El debate sobre la prisión preventiva como medida de coerción de uso común y regular en nuestro sistema de justicia nuevamente, y con razón, está sobre el tapete, quizás interesadamente; pero lo importante es que se vuelve a discutir sobre este mal que afecta gravemente al sistema de justicia penal en tanto que distorsiona la finalidad de las medidas cautelares según el Código Procesal Penal y con ello se presiona todavía más a nuestro precario sistema penitenciario.
No pretendo aquí repetir lo que ya siempre se ha dicho sobre por qué hay una total desnaturalización de la prisión preventiva en el sistema de justicia penal, pues las razones son multifactoriales como expliqué hace un tiempo en algunos artículos publicados en este diario (Populismo Penal Institucionalizado, Reflexiones sobre las audiencias de medidas de coerción, y más recientemente en Cuando falla la política criminal, la culpa no es del código) ni en otro con connotación algo más jurídica (Presupuestos inconstitucionales e inconvencionales para la determinación del peligro de fuga).
Quiero centrar la atención en que irremediablemente el problema de la prisión preventiva es y tiene que ver con la cultura autoritaria que todavía pesa en el Ministerio Público en vista de que es la medida favorita y más solicitada, así como a una judicatura complaciente; pero también, en otra gran medida, tiene que ver con el hecho cierto de que no tienen incentivos para solicitar otra ni mucho menos el sistema de justicia penal está dotado de recursos que permitan garantizar los fines del proceso sin tener que encerrar a los imputados durante el curso de una investigación y el conocimiento de su caso.
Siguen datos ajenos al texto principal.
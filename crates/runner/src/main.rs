use tradewire_runner::{RunnerConfig, run_session};

fn print_help() {
    eprintln!(
        r#"Tradewire Runner - scripted session against the simulated trading front

USAGE:
    tradewire-runner [OPTIONS]

OPTIONS:
    -c, --config <PATH>     Load configuration from JSON file
    -h, --help              Print this help message

ENVIRONMENT VARIABLES:
    RUST_LOG                Log level filter (default: info)

EXAMPLES:
    # Run with defaults
    tradewire-runner

    # Run with config file, debug logging
    RUST_LOG=debug tradewire-runner --config runner.json
"#
    );
}

#[tokio::main]
async fn main() -> Result<(), Box<dyn std::error::Error>> {
    env_logger::Builder::from_env(env_logger::Env::default().default_filter_or("info")).init();

    let args: Vec<String> = std::env::args().collect();
    let mut config_path: Option<String> = None;

    let mut i = 1;
    while i < args.len() {
        match args[i].as_str() {
            "--help" | "-h" => {
                print_help();
                return Ok(());
            }
            "--config" | "-c" => {
                i += 1;
                if i >= args.len() {
                    eprintln!("Error: --config requires a path argument");
                    std::process::exit(1);
                }
                config_path = Some(args[i].clone());
            }
            arg => {
                eprintln!("Unknown argument: {}", arg);
                print_help();
                std::process::exit(1);
            }
        }
        i += 1;
    }

    let config = match config_path {
        Some(path) => {
            log::info!("Loading configuration from: {}", path);
            RunnerConfig::from_file(&path)?
        }
        None => RunnerConfig::default(),
    };

    let report = run_session(&config).await?;

    println!("Trading day:      {}", report.trading_day);
    println!("Front/session:    {}/{}", report.front_id, report.session_id);
    println!("Orders placed:    {}", report.orders_placed);
    println!("Orders cancelled: {}", report.orders_cancelled);
    println!("Orders resting:   {}", report.orders_resting);
    println!("Trades:           {}", report.trades);
    for position in &report.positions {
        println!(
            "Position:         {} {:?} {}",
            position.instrument_id, position.direction, position.position
        );
    }
    println!("Balance:          {}", report.balance);
    if report.pending_at_exit > 0 {
        println!("Pending at exit:  {}", report.pending_at_exit);
    }

    Ok(())
}
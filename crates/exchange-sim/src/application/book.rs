//! In-memory trading state of the simulated front

use crate::error::{Result, SimError};
use crate::model::SimInstrument;
use rust_decimal::Decimal;
use std::collections::BTreeMap;
use tradewire_core::{
    Direction, HedgeFlag, OffsetFlag, OrderInfo, OrderStatus, ParkedCancelOrderInfo,
    ParkedOrderInfo, PositionDate, PositionDirection, PositionInfo, Price, PriceSource, TradeInfo,
    TradeType, Volume,
};

/// Orders, trades, positions and parked requests for every investor
#[derive(Debug, Default)]
pub struct Ledger {
    orders: Vec<OrderInfo>,
    /// (front_id, session_id) of the session that placed each order
    order_sessions: Vec<(i32, i32)>,
    trades: Vec<TradeInfo>,
    positions: BTreeMap<(String, String, PositionDirection), PositionInfo>,
    parked_orders: Vec<ParkedOrderInfo>,
    parked_actions: Vec<ParkedCancelOrderInfo>,
    sequence: i32,
}

/// New order as decoded from a native insert request
#[derive(Debug, Clone)]
pub struct NewOrder {
    pub broker_id: String,
    pub investor_id: String,
    pub order_ref: String,
    pub direction: Direction,
    pub offset_flag: OffsetFlag,
    pub hedge_flag: HedgeFlag,
    pub is_market: bool,
    pub price: Price,
    pub volume: Volume,
}

/// Stamps for records created by one request
#[derive(Debug, Clone)]
pub struct Stamp {
    pub front_id: i32,
    pub session_id: i32,
    pub date: String,
    pub time: String,
}

impl Ledger {
    pub fn new() -> Self {
        Self::default()
    }

    fn next_sequence(&mut self) -> i32 {
        self.sequence += 1;
        self.sequence
    }

    /// Highest numeric order ref used by a session, as a string
    pub fn max_order_ref(&self, front_id: i32, session_id: i32) -> String {
        self.orders
            .iter()
            .zip(&self.order_sessions)
            .filter(|(_, s)| **s == (front_id, session_id))
            .filter_map(|(o, _)| o.order_ref.trim().parse::<i64>().ok())
            .max()
            .unwrap_or(0)
            .to_string()
    }

    /// Accept an order; market orders fill in full at the last price
    pub fn insert_order(
        &mut self,
        instrument: &SimInstrument,
        order: NewOrder,
        stamp: &Stamp,
    ) -> Result<(OrderInfo, Option<TradeInfo>)> {
        if order.volume <= 0 {
            return Err(SimError::InvalidOrder(format!(
                "volume must be positive, got {}",
                order.volume
            )));
        }
        if !order.is_market && order.price <= Decimal::ZERO {
            return Err(SimError::InvalidOrder(format!(
                "limit price must be positive, got {}",
                order.price
            )));
        }
        let duplicate = self
            .orders
            .iter()
            .zip(&self.order_sessions)
            .any(|(o, s)| {
                o.order_ref == order.order_ref && *s == (stamp.front_id, stamp.session_id)
            });
        if duplicate {
            return Err(SimError::DuplicateOrder(order.order_ref));
        }

        let sequence_no = self.next_sequence();
        let order_sys_id = format!("{:>12}", sequence_no);
        let price = if order.is_market {
            instrument.last_price
        } else {
            order.price
        };

        let mut info = OrderInfo {
            investor_id: order.investor_id.clone(),
            instrument_id: instrument.instrument_id.clone(),
            exchange_id: instrument.exchange_id.clone(),
            order_ref: order.order_ref.clone(),
            order_sys_id,
            order_local_id: format!("{:>12}", sequence_no),
            direction: order.direction,
            price,
            volume: order.volume,
            volume_traded: 0,
            status: OrderStatus::NoTradeQueueing,
            status_message: "queued".to_string(),
            insert_date: stamp.date.clone(),
            insert_time: stamp.time.clone(),
            sequence_no,
        };

        let trade = if order.is_market {
            info.volume_traded = order.volume;
            info.status = OrderStatus::AllTraded;
            info.status_message = "all traded".to_string();

            let trade = TradeInfo {
                investor_id: order.investor_id.clone(),
                instrument_id: instrument.instrument_id.clone(),
                exchange_id: instrument.exchange_id.clone(),
                order_ref: order.order_ref.clone(),
                order_sys_id: info.order_sys_id.clone(),
                order_local_id: info.order_local_id.clone(),
                trade_id: format!("{:>20}", self.trades.len() + 1),
                price,
                volume: order.volume,
                trade_date: stamp.date.clone(),
                trade_time: stamp.time.clone(),
                sequence_no,
                direction: order.direction,
                offset_flag: order.offset_flag,
                hedge_flag: order.hedge_flag,
                trade_type: TradeType::Common,
                price_source: PriceSource::LastPrice,
            };
            self.apply_trade(&order.broker_id, &trade);
            self.trades.push(trade.clone());
            Some(trade)
        } else {
            None
        };

        self.orders.push(info.clone());
        self.order_sessions.push((stamp.front_id, stamp.session_id));
        Ok((info, trade))
    }

    /// Cancel a working order by exchange id, or by order ref within the
    /// placing session
    pub fn cancel_order(
        &mut self,
        investor_id: &str,
        order_sys_id: &str,
        order_ref: &str,
        session: (i32, i32),
    ) -> Result<OrderInfo> {
        let position = self
            .orders
            .iter()
            .zip(&self.order_sessions)
            .position(|(o, s)| {
                o.investor_id == investor_id
                    && if order_sys_id.trim().is_empty() {
                        o.order_ref == order_ref && *s == session
                    } else {
                        o.order_sys_id.trim() == order_sys_id.trim()
                    }
            });

        let Some(index) = position else {
            let key = if order_sys_id.trim().is_empty() {
                order_ref
            } else {
                order_sys_id
            };
            return Err(SimError::OrderNotFound(key.trim().to_string()));
        };

        let order = &mut self.orders[index];
        if order.status.is_terminal() {
            return Err(SimError::OrderClosed(order.order_sys_id.trim().to_string()));
        }
        order.status = OrderStatus::Canceled;
        order.status_message = "cancelled".to_string();
        Ok(order.clone())
    }

    pub fn park_order(&mut self, mut order: ParkedOrderInfo) -> ParkedOrderInfo {
        if order.parked_order_id.is_empty() {
            order.parked_order_id = format!("{:>12}", self.parked_orders.len() + 1);
        }
        self.parked_orders.push(order.clone());
        order
    }

    pub fn park_action(&mut self, mut action: ParkedCancelOrderInfo) -> ParkedCancelOrderInfo {
        if action.parked_order_action_id.is_empty() {
            action.parked_order_action_id = format!("{:>12}", self.parked_actions.len() + 1);
        }
        self.parked_actions.push(action.clone());
        action
    }

    pub fn orders(&self, investor_id: &str) -> Vec<OrderInfo> {
        self.orders
            .iter()
            .filter(|o| o.investor_id == investor_id)
            .cloned()
            .collect()
    }

    pub fn trades(&self, investor_id: &str) -> Vec<TradeInfo> {
        self.trades
            .iter()
            .filter(|t| t.investor_id == investor_id)
            .cloned()
            .collect()
    }

    pub fn positions(&self, investor_id: &str) -> Vec<PositionInfo> {
        self.positions
            .values()
            .filter(|p| p.investor_id == investor_id)
            .cloned()
            .collect()
    }

    pub fn parked_orders(&self, investor_id: &str) -> Vec<ParkedOrderInfo> {
        self.parked_orders
            .iter()
            .filter(|p| p.investor_id == investor_id)
            .cloned()
            .collect()
    }

    pub fn parked_actions(&self, investor_id: &str) -> Vec<ParkedCancelOrderInfo> {
        self.parked_actions
            .iter()
            .filter(|p| p.investor_id == investor_id)
            .cloned()
            .collect()
    }

    /// Opening trades add to the position on their side; closing trades
    /// reduce the opposite side
    fn apply_trade(&mut self, broker_id: &str, trade: &TradeInfo) {
        let opening = trade.offset_flag.is_open();
        let side = match (trade.direction, opening) {
            (Direction::Buy, true) | (Direction::Sell, false) => PositionDirection::Long,
            (Direction::Sell, true) | (Direction::Buy, false) => PositionDirection::Short,
        };
        let amount = trade.notional();

        let key = (
            trade.investor_id.clone(),
            trade.instrument_id.clone(),
            side,
        );
        let position = self.positions.entry(key).or_insert_with(|| PositionInfo {
            broker_id: broker_id.to_string(),
            investor_id: trade.investor_id.clone(),
            instrument_id: trade.instrument_id.clone(),
            direction: side,
            hedge_flag: trade.hedge_flag,
            position_date: PositionDate::Today,
            yd_position: 0,
            position: 0,
            long_frozen: 0,
            short_frozen: 0,
            open_volume: 0,
            close_volume: 0,
            open_amount: Decimal::ZERO,
            close_amount: Decimal::ZERO,
            position_cost: Decimal::ZERO,
            commission: Decimal::ZERO,
            position_profit: Decimal::ZERO,
        });

        if opening {
            position.position += trade.volume;
            position.open_volume += trade.volume;
            position.open_amount += amount;
            position.position_cost += amount;
        } else {
            position.position = (position.position - trade.volume).max(0);
            position.close_volume += trade.volume;
            position.close_amount += amount;
        }
    }
}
El Ministerio Público en su accionar no solo está para la persecución de los hechos punibles que la ley le encomienda, sino que también tiene la obligación de garantizar los derechos fundamentales de las personas según el artículo 1 de su ley orgánica, ley núm. 133-11. En efecto, este mandato es general tanto para las personas “víctimas” como para las personas “imputadas” en los procesos y por ello, este órgano está llamado a tomar y solicitar las medidas que puedan restringir el ejercicio de los derechos fundamentales proporcionalmente a los riesgos que desea resguardar.
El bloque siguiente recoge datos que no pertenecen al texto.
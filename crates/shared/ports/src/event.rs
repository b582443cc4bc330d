//! Delivery events raised by a native session

use tokio::sync::mpsc;
use tradewire_core::{CorrelationToken, Record};

/// Native error structure attached to responses
#[derive(Debug, Clone, Default, PartialEq, Eq)]
pub struct RspInfo {
    pub error_id: i32,
    pub error_msg: String,
}

impl RspInfo {
    pub fn new(error_id: i32, error_msg: impl Into<String>) -> Self {
        Self {
            error_id,
            error_msg: error_msg.into(),
        }
    }

    /// Any non-zero code is a protocol error
    pub fn is_error(&self) -> bool {
        self.error_id != 0
    }
}

/// Unsolicited session lifecycle notifications
#[derive(Debug, Clone, PartialEq, Eq)]
pub enum SessionEvent {
    /// Front connection established
    Connected,
    /// Front connection lost, with the native reason code
    Disconnected { reason: i32 },
    /// No traffic received for `elapsed_secs`
    HeartbeatWarning { elapsed_secs: i32 },
}

impl SessionEvent {
    /// Reserved token a lifecycle listener is armed on, if any
    pub fn token(&self) -> Option<CorrelationToken> {
        match self {
            SessionEvent::Connected => Some(CorrelationToken::CONNECT),
            SessionEvent::Disconnected { .. } => Some(CorrelationToken::DISCONNECT),
            SessionEvent::HeartbeatWarning { .. } => None,
        }
    }
}

/// One inbound event from the native session
#[derive(Debug, Clone, PartialEq)]
pub enum DeliveryEvent {
    /// Request-level error with no payload
    Error { token: CorrelationToken, info: RspInfo },

    /// Single response to a unary request
    UnaryReply {
        token: CorrelationToken,
        info: Option<RspInfo>,
        record: Option<Record>,
    },

    /// One page of a list response; `is_last` marks the terminal record
    StreamRecord {
        token: CorrelationToken,
        info: Option<RspInfo>,
        record: Option<Record>,
        is_last: bool,
    },

    /// Session lifecycle notification
    Session(SessionEvent),
}

impl DeliveryEvent {
    /// Successful unary reply carrying a record
    pub fn reply(token: CorrelationToken, record: impl Into<Record>) -> Self {
        DeliveryEvent::UnaryReply {
            token,
            info: None,
            record: Some(record.into()),
        }
    }

    /// Successful unary reply with no payload
    pub fn ack(token: CorrelationToken) -> Self {
        DeliveryEvent::UnaryReply {
            token,
            info: None,
            record: None,
        }
    }

    /// Request-level error
    pub fn error(token: CorrelationToken, info: RspInfo) -> Self {
        DeliveryEvent::Error { token, info }
    }

    /// One record of a list response
    pub fn record(token: CorrelationToken, record: impl Into<Record>, is_last: bool) -> Self {
        DeliveryEvent::StreamRecord {
            token,
            info: None,
            record: Some(record.into()),
            is_last,
        }
    }

    /// Terminal marker of a list response that carries no record
    pub fn end_of_stream(token: CorrelationToken) -> Self {
        DeliveryEvent::StreamRecord {
            token,
            info: None,
            record: None,
            is_last: true,
        }
    }

    /// Token the event is addressed to
    pub fn token(&self) -> Option<CorrelationToken> {
        match self {
            DeliveryEvent::Error { token, .. }
            | DeliveryEvent::UnaryReply { token, .. }
            | DeliveryEvent::StreamRecord { token, .. } => Some(*token),
            DeliveryEvent::Session(event) => event.token(),
        }
    }
}

/// Sending half handed to the native session
pub type EventSender = mpsc::UnboundedSender<DeliveryEvent>;

/// Receiving half consumed by the dispatch loop
pub type EventReceiver = mpsc::UnboundedReceiver<DeliveryEvent>;

/// Create the single event channel of a connection
///
/// Unbounded so that the native callback thread never blocks on delivery.
pub fn event_channel() -> (EventSender, EventReceiver) {
    mpsc::unbounded_channel()
}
El Código Procesal Penal establece siete medidas de coerción que pueden ser impuestas y entre ellas están dos que pueden combinarse para comenzar a sustituir la prisión preventiva como regla
La libertad es, quizás después de la vida, el derecho fundamental más preciado para las personas y, por tanto, el Ministerio Público debe defenderla, solo pudiendo ésta ser limitada bajo circunstancias legalmente autorizadas o ante la imposición de penas. Decir que el Ministerio Público debe defender la libertad de todas las personas implica el reconocimiento del imputado como persona en el proceso penal y no como enemigo, y a su vez significa garantizar y concretizar el derecho y estado de presunción de inocencia de todo aquél sometido un proceso represivo, pues debe ser tratado como tal y, por ende, su libertad no debe ser restringida sino excepcionalmente.
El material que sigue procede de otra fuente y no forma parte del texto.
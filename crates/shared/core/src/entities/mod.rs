mod account;
mod order;
mod order_status;
mod order_type;
mod parameters;
mod parked;
mod position;
mod record;
mod side;
mod trade;

pub use account::{AccountInfo, LoginInfo};
pub use order::OrderInfo;
pub use order_status::{OrderStatus, ParkedOrderStatus};
pub use order_type::{
    ActionFlag, ContingentCondition, ForceCloseReason, OrderPriceType, TimeCondition,
    VolumeCondition,
};
pub use parameters::{CancelOrderParameter, OrderParameter};
pub use parked::{ParkedCancelOrderInfo, ParkedOrderInfo};
pub use position::{PositionDate, PositionDirection, PositionInfo};
pub use record::{Record, RecordKind};
pub use side::{Direction, HedgeFlag, OffsetFlag};
pub use trade::{PriceSource, TradeInfo, TradeType};
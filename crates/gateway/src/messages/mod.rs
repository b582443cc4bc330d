//! Result envelopes and continuation shapes

mod continuation;
mod envelope;

pub use continuation::{Completion, Continuation};
pub use envelope::{
    DataResult, ERROR_PAYLOAD_MISMATCH, ListResult, ResultEnvelope, RspError, UnitResult,
};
Para superar la prisión preventiva como regla y finalmente darle el carácter de excepcionalísima, además de cambiar la cultura institucional del Ministerio Público y de los jueces, resulta imprescindible también contar con más presupuesto y programas institucionales que permitan garantizar la ubicación de los imputados y su acercamiento al proceso penal.
El Código Procesal Penal establece siete medidas de coerción que pueden ser impuestas y entre ellas están dos que pueden combinarse para comenzar a sustituir la prisión preventiva como regla, siempre y cuando el Poder Ejecutivo provea de los fondos necesarios al sistema de justicia penal. Me refiero al arresto domiciliario y la colocación de localizadores electrónicos, los llamados grilletes.
El arresto domiciliario puede ser sin custodia e incluso permitiendo el desplazamiento dentro de una determinada demarcación geográfica, siempre y cuando se combine con grillete. El costo de esto no puede jamás ser asumido por el imputado, como sucede en la práctica, lo cual lo convierte en un lujo. De ahí que es vital que, si verdaderamente hay una voluntad de desahogar nuestro sistema penitenciario, dar la excepcionalidad necesaria a la prisión preventiva, es preciso que se inicie un programa que incentive al Ministerio Público a cambiar el paradigma de sus solicitudes de medida, así como a los jueces para que no vean la prisión como la única forma de garantizar los fines del proceso.
Por ello, cuando hablamos de superar la prisión preventiva, además de los fundamentos teóricos y el necesario cambio de cultura institucional de parte del Ministerio Público y de la judicatura, también se necesitan alternativas viables, fiables y concretas en la práctica que permitan lograr los fines del proceso, para lo cual es necesario más presupuesto.